▸ **To do**: Within the data below, state how many lines contain the string "next". Provide the number only.

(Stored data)
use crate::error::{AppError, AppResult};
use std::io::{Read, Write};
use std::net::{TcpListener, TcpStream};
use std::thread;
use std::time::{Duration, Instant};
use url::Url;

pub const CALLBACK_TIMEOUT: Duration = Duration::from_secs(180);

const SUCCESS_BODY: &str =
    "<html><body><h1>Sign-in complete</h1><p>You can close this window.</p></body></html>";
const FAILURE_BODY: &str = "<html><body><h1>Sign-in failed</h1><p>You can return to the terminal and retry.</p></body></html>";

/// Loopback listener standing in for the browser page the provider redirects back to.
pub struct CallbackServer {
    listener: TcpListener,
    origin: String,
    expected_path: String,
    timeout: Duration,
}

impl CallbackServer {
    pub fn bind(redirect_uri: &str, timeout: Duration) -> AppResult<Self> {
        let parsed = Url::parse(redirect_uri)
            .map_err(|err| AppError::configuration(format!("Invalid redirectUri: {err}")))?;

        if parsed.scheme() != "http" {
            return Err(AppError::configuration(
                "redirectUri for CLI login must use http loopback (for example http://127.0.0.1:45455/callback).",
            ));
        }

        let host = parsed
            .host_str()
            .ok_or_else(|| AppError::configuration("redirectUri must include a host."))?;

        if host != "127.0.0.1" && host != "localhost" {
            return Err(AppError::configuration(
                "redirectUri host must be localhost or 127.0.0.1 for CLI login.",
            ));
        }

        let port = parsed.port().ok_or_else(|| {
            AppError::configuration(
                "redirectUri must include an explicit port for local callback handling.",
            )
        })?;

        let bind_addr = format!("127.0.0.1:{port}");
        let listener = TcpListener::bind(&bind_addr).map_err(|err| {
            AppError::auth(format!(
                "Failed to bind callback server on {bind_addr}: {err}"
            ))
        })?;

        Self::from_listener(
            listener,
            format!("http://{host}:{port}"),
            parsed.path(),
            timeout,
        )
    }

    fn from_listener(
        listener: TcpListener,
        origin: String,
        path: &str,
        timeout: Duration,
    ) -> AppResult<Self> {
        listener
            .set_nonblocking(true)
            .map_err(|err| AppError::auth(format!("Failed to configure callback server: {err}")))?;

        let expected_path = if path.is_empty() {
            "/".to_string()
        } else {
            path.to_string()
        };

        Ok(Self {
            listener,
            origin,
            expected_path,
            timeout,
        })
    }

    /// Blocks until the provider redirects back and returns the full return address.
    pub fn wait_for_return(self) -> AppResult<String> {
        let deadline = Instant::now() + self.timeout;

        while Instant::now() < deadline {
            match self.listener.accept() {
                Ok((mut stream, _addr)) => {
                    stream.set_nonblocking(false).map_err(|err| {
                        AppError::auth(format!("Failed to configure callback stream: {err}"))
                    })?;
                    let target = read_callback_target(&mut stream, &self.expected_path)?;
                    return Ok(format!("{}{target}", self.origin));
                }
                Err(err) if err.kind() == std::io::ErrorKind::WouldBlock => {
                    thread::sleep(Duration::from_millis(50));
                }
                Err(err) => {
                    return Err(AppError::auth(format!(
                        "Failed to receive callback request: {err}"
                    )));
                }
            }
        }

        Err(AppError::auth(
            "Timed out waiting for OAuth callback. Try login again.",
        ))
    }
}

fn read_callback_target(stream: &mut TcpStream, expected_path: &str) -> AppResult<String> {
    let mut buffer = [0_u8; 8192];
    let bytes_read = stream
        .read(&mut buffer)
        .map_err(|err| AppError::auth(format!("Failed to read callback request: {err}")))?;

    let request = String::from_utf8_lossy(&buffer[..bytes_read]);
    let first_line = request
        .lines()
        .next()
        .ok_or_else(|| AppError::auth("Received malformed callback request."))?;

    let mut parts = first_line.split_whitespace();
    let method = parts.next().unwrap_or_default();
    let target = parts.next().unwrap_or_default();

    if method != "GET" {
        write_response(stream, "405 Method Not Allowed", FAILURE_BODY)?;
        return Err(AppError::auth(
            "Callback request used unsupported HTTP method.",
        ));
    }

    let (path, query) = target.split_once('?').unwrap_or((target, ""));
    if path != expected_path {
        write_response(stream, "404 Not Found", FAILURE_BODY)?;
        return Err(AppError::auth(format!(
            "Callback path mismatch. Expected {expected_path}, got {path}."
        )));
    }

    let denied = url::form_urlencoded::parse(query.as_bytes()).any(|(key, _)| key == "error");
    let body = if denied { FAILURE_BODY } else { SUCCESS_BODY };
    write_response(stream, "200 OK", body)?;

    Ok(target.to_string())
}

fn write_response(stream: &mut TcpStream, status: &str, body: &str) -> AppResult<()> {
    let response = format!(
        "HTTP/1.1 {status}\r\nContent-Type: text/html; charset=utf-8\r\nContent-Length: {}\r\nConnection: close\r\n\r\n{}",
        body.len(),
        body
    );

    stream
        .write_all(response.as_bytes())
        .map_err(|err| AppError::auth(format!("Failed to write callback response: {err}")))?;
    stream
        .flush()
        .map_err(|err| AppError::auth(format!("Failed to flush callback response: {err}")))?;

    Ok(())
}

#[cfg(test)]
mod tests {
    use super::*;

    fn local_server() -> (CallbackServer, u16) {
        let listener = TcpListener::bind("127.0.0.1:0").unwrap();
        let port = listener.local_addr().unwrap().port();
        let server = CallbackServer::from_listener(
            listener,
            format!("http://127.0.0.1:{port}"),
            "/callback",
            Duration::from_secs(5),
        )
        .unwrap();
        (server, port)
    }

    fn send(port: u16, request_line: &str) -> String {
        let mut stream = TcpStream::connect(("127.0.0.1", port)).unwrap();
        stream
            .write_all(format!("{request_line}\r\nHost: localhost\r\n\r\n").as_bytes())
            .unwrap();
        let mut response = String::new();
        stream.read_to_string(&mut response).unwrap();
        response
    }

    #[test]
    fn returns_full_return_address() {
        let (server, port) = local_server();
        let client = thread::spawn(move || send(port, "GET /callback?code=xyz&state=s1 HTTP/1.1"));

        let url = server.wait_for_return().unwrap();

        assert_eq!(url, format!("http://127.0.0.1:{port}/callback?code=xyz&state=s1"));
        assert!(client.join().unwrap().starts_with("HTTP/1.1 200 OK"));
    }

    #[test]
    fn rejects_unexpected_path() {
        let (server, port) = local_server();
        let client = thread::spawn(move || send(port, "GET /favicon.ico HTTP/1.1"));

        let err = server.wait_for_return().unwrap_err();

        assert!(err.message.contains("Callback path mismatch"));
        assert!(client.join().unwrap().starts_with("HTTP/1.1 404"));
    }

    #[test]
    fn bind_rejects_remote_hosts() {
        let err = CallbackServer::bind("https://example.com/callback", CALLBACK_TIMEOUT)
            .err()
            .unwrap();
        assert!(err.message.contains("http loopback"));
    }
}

---

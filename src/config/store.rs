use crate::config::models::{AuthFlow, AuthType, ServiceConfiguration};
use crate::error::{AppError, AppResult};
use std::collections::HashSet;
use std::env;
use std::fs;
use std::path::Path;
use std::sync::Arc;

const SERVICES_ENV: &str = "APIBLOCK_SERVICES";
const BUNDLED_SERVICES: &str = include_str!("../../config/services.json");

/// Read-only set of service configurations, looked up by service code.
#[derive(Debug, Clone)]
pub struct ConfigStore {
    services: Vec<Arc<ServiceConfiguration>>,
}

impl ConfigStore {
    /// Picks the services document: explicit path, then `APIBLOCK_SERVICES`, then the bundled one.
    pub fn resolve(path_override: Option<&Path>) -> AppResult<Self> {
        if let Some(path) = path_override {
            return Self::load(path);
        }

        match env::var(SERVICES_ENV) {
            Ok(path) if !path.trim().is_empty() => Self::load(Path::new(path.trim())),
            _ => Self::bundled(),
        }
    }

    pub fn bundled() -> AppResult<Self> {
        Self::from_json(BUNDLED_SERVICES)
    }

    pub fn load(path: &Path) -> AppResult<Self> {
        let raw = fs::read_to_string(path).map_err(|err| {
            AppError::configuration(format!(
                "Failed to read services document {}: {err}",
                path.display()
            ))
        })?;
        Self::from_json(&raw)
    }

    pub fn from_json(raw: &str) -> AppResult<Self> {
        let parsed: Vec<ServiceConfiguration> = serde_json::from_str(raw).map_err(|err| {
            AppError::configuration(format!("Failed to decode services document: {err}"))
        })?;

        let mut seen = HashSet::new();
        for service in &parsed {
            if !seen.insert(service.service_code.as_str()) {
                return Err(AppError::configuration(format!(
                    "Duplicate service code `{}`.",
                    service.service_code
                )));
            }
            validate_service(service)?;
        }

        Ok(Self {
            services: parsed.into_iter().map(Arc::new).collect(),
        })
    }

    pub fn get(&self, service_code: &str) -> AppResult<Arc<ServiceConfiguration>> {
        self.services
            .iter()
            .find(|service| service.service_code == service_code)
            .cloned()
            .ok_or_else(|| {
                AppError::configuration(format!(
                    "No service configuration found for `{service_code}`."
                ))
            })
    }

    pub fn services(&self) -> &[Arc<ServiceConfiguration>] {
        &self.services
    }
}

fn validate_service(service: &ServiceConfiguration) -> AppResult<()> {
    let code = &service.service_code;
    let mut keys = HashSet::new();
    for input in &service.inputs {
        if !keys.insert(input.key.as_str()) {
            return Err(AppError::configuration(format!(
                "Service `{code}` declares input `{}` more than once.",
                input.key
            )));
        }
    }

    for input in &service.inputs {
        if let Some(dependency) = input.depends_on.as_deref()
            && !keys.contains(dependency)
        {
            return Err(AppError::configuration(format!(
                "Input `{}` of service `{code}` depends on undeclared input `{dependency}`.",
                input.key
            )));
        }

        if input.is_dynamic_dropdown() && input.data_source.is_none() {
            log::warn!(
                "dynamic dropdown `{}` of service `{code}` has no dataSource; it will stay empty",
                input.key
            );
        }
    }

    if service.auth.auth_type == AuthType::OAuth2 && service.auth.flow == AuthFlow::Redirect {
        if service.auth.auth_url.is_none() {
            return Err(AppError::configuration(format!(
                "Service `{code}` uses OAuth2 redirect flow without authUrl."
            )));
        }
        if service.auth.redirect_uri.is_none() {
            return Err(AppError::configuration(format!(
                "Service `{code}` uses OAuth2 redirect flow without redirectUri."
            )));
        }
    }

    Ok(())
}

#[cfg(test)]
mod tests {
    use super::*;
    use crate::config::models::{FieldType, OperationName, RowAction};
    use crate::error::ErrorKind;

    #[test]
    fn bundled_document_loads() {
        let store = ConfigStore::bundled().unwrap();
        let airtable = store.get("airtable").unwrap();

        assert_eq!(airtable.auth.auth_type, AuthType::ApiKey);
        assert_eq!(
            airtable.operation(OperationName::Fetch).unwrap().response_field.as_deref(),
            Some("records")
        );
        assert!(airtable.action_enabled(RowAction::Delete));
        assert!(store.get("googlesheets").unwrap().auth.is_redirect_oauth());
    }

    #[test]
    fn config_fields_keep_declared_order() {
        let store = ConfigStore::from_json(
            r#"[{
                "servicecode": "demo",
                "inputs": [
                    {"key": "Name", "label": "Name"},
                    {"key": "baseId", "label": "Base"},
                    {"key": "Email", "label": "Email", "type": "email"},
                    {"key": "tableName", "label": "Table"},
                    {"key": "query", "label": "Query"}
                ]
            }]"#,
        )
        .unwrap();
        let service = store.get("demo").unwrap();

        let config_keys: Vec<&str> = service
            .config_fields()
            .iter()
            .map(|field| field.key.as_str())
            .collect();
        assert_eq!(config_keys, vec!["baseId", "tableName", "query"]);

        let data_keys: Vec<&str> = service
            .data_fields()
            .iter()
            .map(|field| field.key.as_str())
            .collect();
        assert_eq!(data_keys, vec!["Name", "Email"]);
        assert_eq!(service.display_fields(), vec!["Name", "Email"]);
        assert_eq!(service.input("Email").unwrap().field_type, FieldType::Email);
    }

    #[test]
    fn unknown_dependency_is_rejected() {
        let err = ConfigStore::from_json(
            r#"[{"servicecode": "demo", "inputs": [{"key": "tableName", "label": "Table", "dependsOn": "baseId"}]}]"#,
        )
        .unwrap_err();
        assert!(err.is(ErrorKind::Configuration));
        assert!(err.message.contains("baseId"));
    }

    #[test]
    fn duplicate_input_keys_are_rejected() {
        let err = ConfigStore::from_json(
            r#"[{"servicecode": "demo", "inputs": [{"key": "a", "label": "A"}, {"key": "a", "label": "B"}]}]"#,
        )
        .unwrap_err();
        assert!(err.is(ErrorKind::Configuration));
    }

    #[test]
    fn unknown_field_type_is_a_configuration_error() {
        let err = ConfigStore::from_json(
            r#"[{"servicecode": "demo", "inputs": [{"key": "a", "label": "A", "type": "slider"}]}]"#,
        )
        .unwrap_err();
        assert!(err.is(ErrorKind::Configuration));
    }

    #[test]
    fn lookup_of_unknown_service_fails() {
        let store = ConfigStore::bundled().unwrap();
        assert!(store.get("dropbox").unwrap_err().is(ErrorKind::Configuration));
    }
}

---

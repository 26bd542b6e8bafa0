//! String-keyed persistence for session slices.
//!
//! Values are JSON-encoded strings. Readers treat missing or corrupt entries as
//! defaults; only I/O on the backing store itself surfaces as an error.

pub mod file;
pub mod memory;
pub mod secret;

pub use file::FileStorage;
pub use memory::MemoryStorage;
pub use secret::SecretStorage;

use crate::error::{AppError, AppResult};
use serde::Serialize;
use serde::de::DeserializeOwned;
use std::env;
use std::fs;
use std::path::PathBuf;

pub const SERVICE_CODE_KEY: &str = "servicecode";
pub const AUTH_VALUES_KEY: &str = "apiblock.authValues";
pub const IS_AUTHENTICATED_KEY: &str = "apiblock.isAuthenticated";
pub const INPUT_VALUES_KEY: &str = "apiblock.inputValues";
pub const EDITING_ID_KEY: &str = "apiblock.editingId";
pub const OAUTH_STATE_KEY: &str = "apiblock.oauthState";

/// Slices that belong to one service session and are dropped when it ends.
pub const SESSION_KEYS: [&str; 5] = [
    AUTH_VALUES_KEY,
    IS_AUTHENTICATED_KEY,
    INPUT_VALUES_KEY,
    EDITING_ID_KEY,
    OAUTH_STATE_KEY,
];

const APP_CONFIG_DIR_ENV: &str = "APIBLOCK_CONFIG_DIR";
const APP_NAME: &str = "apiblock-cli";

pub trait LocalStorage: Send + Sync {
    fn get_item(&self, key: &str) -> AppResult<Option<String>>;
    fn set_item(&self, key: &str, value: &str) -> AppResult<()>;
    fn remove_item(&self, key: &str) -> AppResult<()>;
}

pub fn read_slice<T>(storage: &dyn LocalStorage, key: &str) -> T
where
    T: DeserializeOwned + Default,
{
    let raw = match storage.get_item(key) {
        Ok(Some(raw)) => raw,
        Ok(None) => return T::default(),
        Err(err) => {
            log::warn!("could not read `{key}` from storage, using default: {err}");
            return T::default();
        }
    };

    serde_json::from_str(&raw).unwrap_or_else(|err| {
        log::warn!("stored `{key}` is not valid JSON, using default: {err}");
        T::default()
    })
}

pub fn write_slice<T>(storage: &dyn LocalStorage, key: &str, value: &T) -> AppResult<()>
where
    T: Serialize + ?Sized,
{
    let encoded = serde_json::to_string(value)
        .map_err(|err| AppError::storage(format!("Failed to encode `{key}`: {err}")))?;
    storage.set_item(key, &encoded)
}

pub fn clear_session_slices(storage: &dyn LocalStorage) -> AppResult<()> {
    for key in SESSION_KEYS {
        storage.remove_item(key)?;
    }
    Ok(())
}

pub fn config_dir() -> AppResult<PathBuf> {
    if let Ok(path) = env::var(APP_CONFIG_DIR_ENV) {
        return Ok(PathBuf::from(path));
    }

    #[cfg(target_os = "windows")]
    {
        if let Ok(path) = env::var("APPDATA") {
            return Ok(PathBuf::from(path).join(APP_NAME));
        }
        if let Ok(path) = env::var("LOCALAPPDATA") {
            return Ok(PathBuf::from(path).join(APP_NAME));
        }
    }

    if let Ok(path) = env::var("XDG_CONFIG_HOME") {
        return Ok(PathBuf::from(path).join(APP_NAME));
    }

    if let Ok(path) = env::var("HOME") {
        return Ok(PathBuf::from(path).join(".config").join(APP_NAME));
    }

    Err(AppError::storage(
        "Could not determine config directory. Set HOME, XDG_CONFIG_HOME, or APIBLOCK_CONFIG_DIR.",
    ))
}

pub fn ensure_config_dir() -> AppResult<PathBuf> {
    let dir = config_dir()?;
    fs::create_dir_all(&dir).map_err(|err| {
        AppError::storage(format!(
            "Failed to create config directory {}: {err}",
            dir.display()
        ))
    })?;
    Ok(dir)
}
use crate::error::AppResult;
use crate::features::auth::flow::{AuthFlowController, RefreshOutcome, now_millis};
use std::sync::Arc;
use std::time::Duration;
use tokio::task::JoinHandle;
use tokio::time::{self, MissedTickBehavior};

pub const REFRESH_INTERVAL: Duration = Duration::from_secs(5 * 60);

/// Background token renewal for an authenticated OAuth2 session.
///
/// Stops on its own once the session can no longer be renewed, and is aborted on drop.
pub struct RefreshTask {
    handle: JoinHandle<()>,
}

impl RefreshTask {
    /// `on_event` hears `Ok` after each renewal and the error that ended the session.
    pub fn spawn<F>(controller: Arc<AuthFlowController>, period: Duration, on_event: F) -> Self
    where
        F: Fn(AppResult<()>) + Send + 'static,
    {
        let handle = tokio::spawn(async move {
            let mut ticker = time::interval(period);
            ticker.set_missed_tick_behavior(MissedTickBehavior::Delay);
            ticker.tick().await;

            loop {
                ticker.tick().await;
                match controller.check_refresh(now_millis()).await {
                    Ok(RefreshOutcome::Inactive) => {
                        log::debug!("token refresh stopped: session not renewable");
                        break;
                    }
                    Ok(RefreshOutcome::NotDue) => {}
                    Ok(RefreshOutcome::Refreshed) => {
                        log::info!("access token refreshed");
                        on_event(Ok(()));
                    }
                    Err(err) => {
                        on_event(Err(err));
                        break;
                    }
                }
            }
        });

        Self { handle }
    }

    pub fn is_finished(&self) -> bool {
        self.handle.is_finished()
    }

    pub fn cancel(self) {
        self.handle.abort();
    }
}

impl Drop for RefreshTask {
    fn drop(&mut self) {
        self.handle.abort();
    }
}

▸ **Solution to this exercise**: 3